The Arthur Kornberg and Paul Berg Lifetime Achievement Award in Biomedical Sciences was established in 2010 to acknowledge and celebrate the lifetime career achievements of Stanford University School of Medicine alumni in the biomedical sciences. Nathans is one of two winners this year, along with the University of California, San Francisco’s Louis Reichardt, Ph.D.

Nathans is responsible for landmark discoveries that have changed our understanding of how humans see the world — literally. His investigations into the mechanisms that allow us to see colors led him to identify the genes that code for color-vision receptors in the light-sensing cones of the retina. This breakthrough finding allowed him to show that variations in these genes cause color blindness. His work has also led to new understandings of the development, function and survival of the retina.

Nathans’ studies have revealed several defects that lead to human retinal diseases, including Stargardt disease, the most common type of macular degeneration in children and young adults. He also helped to determine the cause of the vitelliform type of macular dystrophy, showing that it is caused by abnormalities in a member of a previously unknown family of ion channels, proteins that allow ions to enter and exit cells.

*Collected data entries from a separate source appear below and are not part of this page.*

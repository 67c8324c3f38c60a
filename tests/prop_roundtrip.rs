//! Property-based round trips for *both* schemes.

use proptest::prelude::*;
use secrecy::SecretString;
use sealpack::{decrypt_stream, encrypt_stream, KdfParams, KeyMaterial, Keypair, Scheme};

const CHUNK: usize = 4096;

fn fast_params() -> KdfParams {
    KdfParams {
        t_cost: 1,
        mem_kib: 1024,
        parallelism: 1,
    }
}

proptest! {
    #![proptest_config(ProptestConfig {
        cases: 16,
        timeout: 60_000,
        failure_persistence: None,
        .. ProptestConfig::default()
    })]

    #[test]
    fn prop_round_trip_symmetric(
        payload in proptest::collection::vec(any::<u8>(), 0..3 * CHUNK),
        password in "[a-zA-Z0-9 ]{1,24}",
    ) {
        let pw = SecretString::new(password.into_boxed_str());
        let material = KeyMaterial::for_encrypt(Scheme::Symmetric, &pw, fast_params(), None).unwrap();

        let mut sink = |_: u8, _: &str| true;
        let ct = encrypt_stream(&payload, "prop.bin", &pw, &material, CHUNK, &mut sink).unwrap();
        let out = decrypt_stream(&ct, &pw, Scheme::Symmetric, fast_params(), None, &mut sink).unwrap();

        prop_assert_eq!(out.plaintext, payload);
    }

    #[test]
    fn prop_round_trip_asymmetric(
        payload in proptest::collection::vec(any::<u8>(), 0..3 * CHUNK),
    ) {
        let pw = SecretString::new("prop-gate".into());
        let pair = Keypair::generate().unwrap();
        let seal = KeyMaterial::for_encrypt(
            Scheme::Asymmetric, &pw, fast_params(), Some(pair.public()),
        ).unwrap();

        let mut sink = |_: u8, _: &str| true;
        let ct = encrypt_stream(&payload, "prop.bin", &pw, &seal, CHUNK, &mut sink).unwrap();
        let out = decrypt_stream(
            &ct, &pw, Scheme::Asymmetric, fast_params(), Some(pair.secret()), &mut sink,
        ).unwrap();

        prop_assert_eq!(out.plaintext, payload);
    }
}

As a graduate student at Stanford, Nathans became interested in the study of the eye and the mechanisms of vision. He was the first scientist to apply molecular genetic approaches to the visual system, and over the past 30 years, his research has illuminated a broad landscape in human genetics, ophthalmology, neurobiology, developmental biology and evolution. Research on the retina, which he describes as a “mini-brain that processes an image in a number of ways,” may provide answers about how the human brain is built, he contends, revealing how embryonic cells make the right connections and are programmed to eventually become mature cells.

Nathans is a member of the National Academy of Sciences, the American Academy of Arts and Sciences, the Institute of Medicine and the American Association for the Advancement of Science.